Airbnb denies claims

Airbnb posted its own statement denying the charge, claiming:

  • The majority of our hosts are sharing the home in which they live, not removing permanent housing from the market. In fact, as NYU researchers recently found, in order for someone to make as much money from an Airbnb guest as from a long-term tenant, they would have to share a home for 216 nights a year in New York City — more than triple the number of nights that a typical listing is shared.
  • Blaming rent increases on everyday New Yorkers who are sharing their home on Airbnb defies logic. After all, anyone who lives in New York knows that the City has had a declared housing emergency since the end of World War II and that prices have been rising for decades.
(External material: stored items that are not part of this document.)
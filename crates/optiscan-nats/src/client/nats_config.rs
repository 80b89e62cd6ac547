//! NATS connection configuration.

use std::time::Duration;

#[cfg(feature = "config")]
use clap::Args;
use serde::{Deserialize, Serialize};

/// Configuration for NATS connections with sensible defaults.
#[derive(Debug, Clone, Serialize, Deserialize)]
#[cfg_attr(feature = "config", derive(Args))]
pub struct NatsConfig {
    /// NATS server URL (comma-separated for clustering)
    #[cfg_attr(feature = "config", arg(long = "nats-url", env = "NATS_URL"))]
    pub nats_url: String,

    /// Authentication token
    #[cfg_attr(feature = "config", arg(long = "nats-token", env = "NATS_TOKEN"))]
    pub nats_token: String,

    /// Client connection name for debugging and monitoring
    #[cfg_attr(
        feature = "config",
        arg(long = "nats-client-name", env = "NATS_CLIENT_NAME")
    )]
    pub nats_client_name: Option<String>,

    /// Connection timeout in seconds (optional)
    #[cfg_attr(
        feature = "config",
        arg(long = "nats-connect-timeout", env = "NATS_CONNECT_TIMEOUT_SECS")
    )]
    pub nats_connect_timeout: Option<u64>,

    /// Maximum number of reconnection attempts (0 = unlimited)
    #[cfg_attr(
        feature = "config",
        arg(long = "nats-max-reconnects", env = "NATS_MAX_RECONNECTS")
    )]
    pub nats_max_reconnects: Option<usize>,
}

// Default values
const DEFAULT_NAME: &str = "optiscan-nats";
const DEFAULT_MAX_RECONNECTS: usize = 10;
const DEFAULT_RECONNECT_DELAY_SECS: u64 = 2;
const DEFAULT_PING_INTERVAL_SECS: u64 = 30;

impl NatsConfig {
    /// Create a new configuration with a single server URL and token.
    pub fn new(server_url: impl Into<String>, token: impl Into<String>) -> Self {
        Self {
            nats_url: server_url.into(),
            nats_token: token.into(),
            nats_client_name: None,
            nats_connect_timeout: None,
            nats_max_reconnects: None,
        }
    }

    /// Returns the client name, using the default if not set.
    #[inline]
    pub fn name(&self) -> &str {
        self.nats_client_name.as_deref().unwrap_or(DEFAULT_NAME)
    }

    /// Returns the server URLs as a vector (splits comma-separated URLs).
    pub fn servers(&self) -> Vec<&str> {
        self.nats_url.split(',').map(str::trim).collect()
    }

    /// Returns the connection timeout as a Duration, if set.
    #[inline]
    pub fn connect_timeout(&self) -> Option<Duration> {
        self.nats_connect_timeout.map(Duration::from_secs)
    }

    /// Returns the reconnect delay as a Duration.
    #[inline]
    pub fn reconnect_delay(&self) -> Duration {
        Duration::from_secs(DEFAULT_RECONNECT_DELAY_SECS)
    }

    /// Returns the ping interval as a Duration.
    #[inline]
    pub fn ping_interval(&self) -> Duration {
        Duration::from_secs(DEFAULT_PING_INTERVAL_SECS)
    }

    /// Returns the max reconnects as Option (0 means unlimited).
    #[inline]
    pub fn max_reconnects_option(&self) -> Option<usize> {
        let max = self.nats_max_reconnects.unwrap_or(DEFAULT_MAX_RECONNECTS);
        if max == 0 { None } else { Some(max) }
    }

    /// Set the client connection name.
    #[must_use]
    pub fn with_name(mut self, name: impl Into<String>) -> Self {
        self.nats_client_name = Some(name.into());
        self
    }

    /// Set the connection timeout in seconds.
    #[must_use]
    pub fn with_connect_timeout_secs(mut self, secs: u64) -> Self {
        self.nats_connect_timeout = Some(secs);
        self
    }

    /// Set maximum reconnection attempts (0 for unlimited).
    #[must_use]
    pub fn with_max_reconnects(mut self, max_reconnects: usize) -> Self {
        self.nats_max_reconnects = Some(max_reconnects);
        self
    }

    /// Validate the configuration and return any issues.
    pub fn validate(&self) -> Result<(), String> {
        let servers = self.servers();

        if servers.is_empty() {
            return Err("At least one server URL must be provided".to_string());
        }

        for server in servers {
            if server.is_empty() {
                return Err("Server URL cannot be empty".to_string());
            }
            if !server.starts_with("nats://") {
                return Err(format!("Invalid server URL format: {}", server));
            }
        }

        if self.nats_token.is_empty() {
            return Err("Token cannot be empty".to_string());
        }

        Ok(())
    }
}

#[cfg(test)]
mod tests {
    use super::*;

    #[test]
    fn defaults_and_builder() {
        let config = NatsConfig::new("nats://localhost:4222", "my-token")
            .with_name("ocr-worker")
            .with_connect_timeout_secs(5)
            .with_max_reconnects(5);

        assert_eq!(config.servers(), vec!["nats://localhost:4222"]);
        assert_eq!(config.name(), "ocr-worker");
        assert_eq!(config.connect_timeout(), Some(Duration::from_secs(5)));
        assert_eq!(config.max_reconnects_option(), Some(5));

        let defaults = NatsConfig::new("nats://localhost:4222", "token");
        assert_eq!(defaults.name(), DEFAULT_NAME);
        assert_eq!(defaults.max_reconnects_option(), Some(DEFAULT_MAX_RECONNECTS));
        assert_eq!(
            NatsConfig::new("nats://localhost:4222", "token")
                .with_max_reconnects(0)
                .max_reconnects_option(),
            None
        );
    }

    #[test]
    fn validation_rejects_bad_config() {
        assert!(NatsConfig::new("nats://localhost:4222", "token")
            .validate()
            .is_ok());
        assert!(NatsConfig::new("", "token").validate().is_err());
        assert!(NatsConfig::new("http://localhost", "token").validate().is_err());
        assert!(NatsConfig::new("nats://localhost:4222", "").validate().is_err());
    }

    #[test]
    fn splits_clustered_urls() {
        let config = NatsConfig::new("nats://a:4222, nats://b:4222", "token");
        assert_eq!(config.servers(), vec!["nats://a:4222", "nats://b:4222"]);
    }
}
In fact, home prices in New York City were soaring long before Airbnb was even founded, increasing by 124% from 1996 to 2006 alone.
  • Rents in many neighborhoods are also now falling, in part due to a long-awaited increase in the housing supply after years of post-recession stagnation. Manhattan rents fell 3.8% in March — the most since 2011 — and Brooklyn rents are down for four straight months, with concessions offered in 48 percent of new leases — a record high.

Airbnb said that  “It is home sharing that has empowered these tens of thousands of New Yorkers with more than $6,700 in extra income each year — all without spending a single taxpayer dollar.”